How to become a Jargonaut
August 25, 2011
I recently asked an American client of mine (politely!) why she didn’t do a particularly routine editing job herself – I couldn’t believe the company would pay me to perform this every month when it could so easily be handled in-house. She replied “I don’t have the bandwidth.” Bandwidth? Not wishing to appear ignorant I didn’t query the expression – I figured it was office-speak for “I’m too damn busy!”
Sharing this story with friends and colleagues I soon realised I was hopelessly out of touch with current corporate-speak – not good when you work with words.
So, I’ve been doing some linguistic trawling and thought I would share with you some of the more colourful phrases I’ve managed to scoop up. Drop these terms or phrases into your corporate conversations to demonstrate you are not an Ignoranus (one who is stupid, and an a**hole) or Dinosaur (an older worker).
Shoot the puppy. “To take an unpopular action” – as in “We have to downsize the department, but I don’t want to be the one to shoot the puppy.”
Jump the shark. This means to lose your edge – from an episode of Happy Days, in which Henry Winkler’s character, the Fonz, jumps over a shark while waterskiing. This was considered the beginning of the end for the series.
Kicking dead whales down the beach. This means “to perform a deeply unpleasant, seemingly endless, but often essential task”
Sheep it.
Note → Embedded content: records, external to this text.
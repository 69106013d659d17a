//! API Routes
//!
//! Route handlers organized by functionality.

pub mod auth;
pub mod health;
pub mod posts;
pub mod ppas;
pub mod profile;
pub mod reminders;
pub mod resources;
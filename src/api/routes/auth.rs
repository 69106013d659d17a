//! Auth Routes
//!
//! - POST /api/v1/auth/signup - Create an account and profile (public)
//! - POST /api/v1/auth/signin - Start a session (public)
//! - POST /api/v1/auth/signout - End the current session
//! - GET /api/v1/auth/session - Describe the current session

use axum::{extract::State, http::StatusCode, Json};
use std::sync::Arc;

use crate::api::auth::Authenticated;
use crate::api::dto::{SessionResponse, SignOutResponse, SigninRequest, SignupResponse};
use crate::api::error::ApiResult;
use crate::api::state::AppState;
use crate::services::SignupForm;

/// POST /api/v1/auth/signup
///
/// The new profile is cached for the session straight away.
pub async fn signup(
    State(state): State<Arc<AppState>>,
    Json(form): Json<SignupForm>,
) -> ApiResult<(StatusCode, Json<SignupResponse>)> {
    let outcome = state.services.signup.sign_up(form).await?;

    let cache = &state.services.profile_cache;
    cache.put(&outcome.session, outcome.profile.clone()).await;
    cache.follow(&outcome.session).await;

    Ok((
        StatusCode::CREATED,
        Json(SignupResponse {
            session: SessionResponse::from(&outcome.session),
            profile: outcome.profile,
        }),
    ))
}

/// POST /api/v1/auth/signin
pub async fn signin(
    State(state): State<Arc<AppState>>,
    Json(req): Json<SigninRequest>,
) -> ApiResult<Json<SessionResponse>> {
    let session = state
        .services
        .identity
        .sign_in(&req.email, &req.password)
        .await?;

    state.services.profile_cache.follow(&session).await;

    Ok(Json(SessionResponse::from(&session)))
}

/// POST /api/v1/auth/signout
///
/// Ends the session. Its cache entry and WebSocket connections are torn
/// down by the sign-out watchers.
pub async fn signout(
    State(state): State<Arc<AppState>>,
    Authenticated(session): Authenticated,
) -> Json<SignOutResponse> {
    let signed_out = state.services.identity.sign_out(&session.token).await;
    Json(SignOutResponse { signed_out })
}

/// GET /api/v1/auth/session
pub async fn current_session(Authenticated(session): Authenticated) -> Json<SessionResponse> {
    Json(SessionResponse::from(&session))
}
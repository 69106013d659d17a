//! Core data types for the document store
//!
//! This module defines the fundamental types used throughout the storage layer:
//! - `Value`: A flat primitive field value
//! - `Document`: An identified record of named fields
//! - `ChangeEvent`: Notification emitted after every mutation
//! - `Mutation`: The unit written to the write-ahead log

use serde::de::DeserializeOwned;
use serde::{Deserialize, Serialize};
use std::cmp::Ordering;
use std::collections::BTreeMap;

use crate::storage::error::{StorageError, StorageResult};

/// Well-known collection names
pub mod collections {
    pub const USERS: &str = "users";
    pub const POSTS: &str = "posts";
    pub const REMINDERS: &str = "reminders";
    pub const PPAS: &str = "ppas";
    pub const ACCOUNTS: &str = "accounts";
}

/// A single field value.
///
/// Records are flat: arrays and nested objects are rejected when converting
/// from JSON.
#[derive(Debug, Clone, Serialize, Deserialize)]
pub enum Value {
    Null,
    Bool(bool),
    Integer(i64),
    Number(f64),
    String(String),
}

impl Value {
    /// Rank used to order values of different kinds
    fn kind_rank(&self) -> u8 {
        match self {
            Value::Null => 0,
            Value::Bool(_) => 1,
            Value::Integer(_) | Value::Number(_) => 2,
            Value::String(_) => 3,
        }
    }

    fn as_f64(&self) -> Option<f64> {
        match self {
            Value::Integer(i) => Some(*i as f64),
            Value::Number(n) => Some(*n),
            _ => None,
        }
    }

    /// Get the string content, if this is a string
    pub fn as_str(&self) -> Option<&str> {
        match self {
            Value::String(s) => Some(s),
            _ => None,
        }
    }

    /// Compare two values of the same kind.
    ///
    /// Returns `None` when the kinds differ; integers and floats are one kind.
    pub fn compare(&self, other: &Value) -> Option<Ordering> {
        match (self, other) {
            (Value::Null, Value::Null) => Some(Ordering::Equal),
            (Value::Bool(a), Value::Bool(b)) => Some(a.cmp(b)),
            (Value::Integer(a), Value::Integer(b)) => Some(a.cmp(b)),
            (Value::String(a), Value::String(b)) => Some(a.cmp(b)),
            (a, b) => match (a.as_f64(), b.as_f64()) {
                (Some(x), Some(y)) => Some(x.total_cmp(&y)),
                _ => None,
            },
        }
    }

    /// Total order across all kinds, used for sorting query results
    pub fn total_cmp(&self, other: &Value) -> Ordering {
        self.compare(other)
            .unwrap_or_else(|| self.kind_rank().cmp(&other.kind_rank()))
    }

    /// Convert a JSON value into a field value
    pub fn from_json(field: &str, value: serde_json::Value) -> StorageResult<Self> {
        match value {
            serde_json::Value::Null => Ok(Value::Null),
            serde_json::Value::Bool(b) => Ok(Value::Bool(b)),
            serde_json::Value::Number(n) => {
                if let Some(i) = n.as_i64() {
                    Ok(Value::Integer(i))
                } else if let Some(f) = n.as_f64() {
                    Ok(Value::Number(f))
                } else {
                    Err(StorageError::InvalidField {
                        field: field.to_string(),
                        reason: format!("number {} is out of range", n),
                    })
                }
            }
            serde_json::Value::String(s) => Ok(Value::String(s)),
            serde_json::Value::Array(_) => Err(StorageError::InvalidField {
                field: field.to_string(),
                reason: "arrays are not supported".to_string(),
            }),
            serde_json::Value::Object(_) => Err(StorageError::InvalidField {
                field: field.to_string(),
                reason: "nested objects are not supported".to_string(),
            }),
        }
    }

    /// Convert into a JSON value
    pub fn to_json(&self) -> serde_json::Value {
        match self {
            Value::Null => serde_json::Value::Null,
            Value::Bool(b) => serde_json::Value::Bool(*b),
            Value::Integer(i) => serde_json::Value::from(*i),
            Value::Number(n) => serde_json::Number::from_f64(*n)
                .map(serde_json::Value::Number)
                .unwrap_or(serde_json::Value::Null),
            Value::String(s) => serde_json::Value::String(s.clone()),
        }
    }
}

impl PartialEq for Value {
    fn eq(&self, other: &Self) -> bool {
        self.compare(other) == Some(Ordering::Equal)
    }
}

impl From<&str> for Value {
    fn from(s: &str) -> Self {
        Value::String(s.to_string())
    }
}

impl From<String> for Value {
    fn from(s: String) -> Self {
        Value::String(s)
    }
}

impl From<i64> for Value {
    fn from(i: i64) -> Self {
        Value::Integer(i)
    }
}

impl From<f64> for Value {
    fn from(n: f64) -> Self {
        Value::Number(n)
    }
}

impl From<bool> for Value {
    fn from(b: bool) -> Self {
        Value::Bool(b)
    }
}

/// Field name → value map of a document
pub type Fields = BTreeMap<String, Value>;

/// Encode a serializable record into document fields.
///
/// The record must serialize to a JSON object. An `id` key is dropped because
/// the document id lives outside the field map.
pub fn to_fields<T: Serialize>(record: &T) -> StorageResult<Fields> {
    match serde_json::to_value(record)? {
        serde_json::Value::Object(map) => map
            .into_iter()
            .filter(|(key, _)| key != "id")
            .map(|(key, value)| {
                let value = Value::from_json(&key, value)?;
                Ok((key, value))
            })
            .collect(),
        other => Err(StorageError::Serialization(format!(
            "record must serialize to an object, got {}",
            other
        ))),
    }
}

/// A stored record: id plus flat fields
#[derive(Debug, Clone, PartialEq, Serialize, Deserialize)]
pub struct Document {
    pub id: String,
    pub fields: Fields,
}

impl Document {
    pub fn new(id: impl Into<String>, fields: Fields) -> Self {
        Self {
            id: id.into(),
            fields,
        }
    }

    /// Look up a field value
    pub fn get(&self, field: &str) -> Option<&Value> {
        self.fields.get(field)
    }

    /// Look up a string field
    pub fn get_str(&self, field: &str) -> Option<&str> {
        self.fields.get(field).and_then(Value::as_str)
    }

    /// Decode into a typed record.
    ///
    /// The document id is exposed to the record as an `id` key.
    pub fn decode<T: DeserializeOwned>(&self) -> StorageResult<T> {
        let mut map = serde_json::Map::with_capacity(self.fields.len() + 1);
        for (key, value) in &self.fields {
            map.insert(key.clone(), value.to_json());
        }
        map.insert("id".to_string(), serde_json::Value::String(self.id.clone()));
        Ok(serde_json::from_value(serde_json::Value::Object(map))?)
    }

    /// Rough in-memory size, used for stats
    pub fn estimated_size(&self) -> usize {
        let field_size: usize = self
            .fields
            .iter()
            .map(|(k, v)| {
                k.len()
                    + match v {
                        Value::String(s) => s.len() + 24,
                        _ => 16,
                    }
            })
            .sum();
        self.id.len() + field_size + 24
    }
}

/// Kind of change applied to a document
#[derive(Debug, Clone, Copy, PartialEq, Eq, Serialize, Deserialize)]
#[serde(rename_all = "lowercase")]
pub enum ChangeKind {
    Put,
    Delete,
}

/// Notification emitted after a mutation has been applied
#[derive(Debug, Clone, PartialEq, Eq)]
pub struct ChangeEvent {
    pub collection: String,
    pub id: String,
    pub kind: ChangeKind,
}

/// A single logged mutation
#[derive(Debug, Clone, PartialEq, Serialize, Deserialize)]
pub enum Mutation {
    Put {
        collection: String,
        document: Document,
    },
    Delete {
        collection: String,
        id: String,
    },
}

impl Mutation {
    pub fn collection(&self) -> &str {
        match self {
            Mutation::Put { collection, .. } | Mutation::Delete { collection, .. } => collection,
        }
    }
}

/// Check that a collection name or document id is a usable path segment
pub fn validate_segment(kind: &str, segment: &str) -> StorageResult<()> {
    if segment.is_empty() {
        return Err(StorageError::InvalidPath(format!("{} cannot be empty", kind)));
    }
    if segment.contains('/') {
        return Err(StorageError::InvalidPath(format!(
            "{} '{}' must not contain '/'",
            kind, segment
        )));
    }
    Ok(())
}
This means “to follow a ridiculous company policy without complaint”.
Pilot fish. A junior level manager that closely tails a senior executive
Not the long pole in my tent. This denotes something of low importance.
Al Desco. Describes any meal consumed at your desk. (See photograph above – mmm, looks goood!)
Carpool tunnel syndrome. The semi-conscious state that is the result of repeated early morning ride sharing.
Boiling the frog. Making unpleasant changes so slowly that nobody notices.
Deja moo. The nagging feeling you’ve heard this BS before
Putting socks on an octopus. To attempt the impossible.
Vanillacide. This refers to the process by which a radical concept is destroyed by too much consultation.
Slave trader. Affectionate term for anyone in HR
Muppet Shuffle. This refers to the process of shifting under-performing employees to other unsuspecting departments.
Pig in a python. Slow moving.
Bangalored. Fired because your job has been outsouced to India (see happy people in Bangalore, above)
Can I stir fry an idea in your think wok? I’d welcome your opinion
Hippo. Highest Paid Person’s Opinion. The deciding factor in workplace arguments. “What can we do to get HIPPO buy-in on this layout?”
Rub my rhubarb. To be irritated in a particularly annoying or painful way. “These whiny new interns are really starting to rub my rhubarb.”
Capsizing. Laying off employees (downsizing) to the point that the organisation can no longer function.
Wow factor. That special something that the client keeps demanding, but can never quite articulate.
Rocks in the backpack. The individual responsibilities that make up a person’s total workload, as in “Can’t help you. I’ve got enough rocks in my backpack.”
That’s enough for now – you, and I, need to do some real work. In other words we need to Stick to the knitting (focus on one’s main areas of business).
If you’ve got any phrases that really float your boat, or rub your rhubarb, please use the comment box to run them up the flagpole.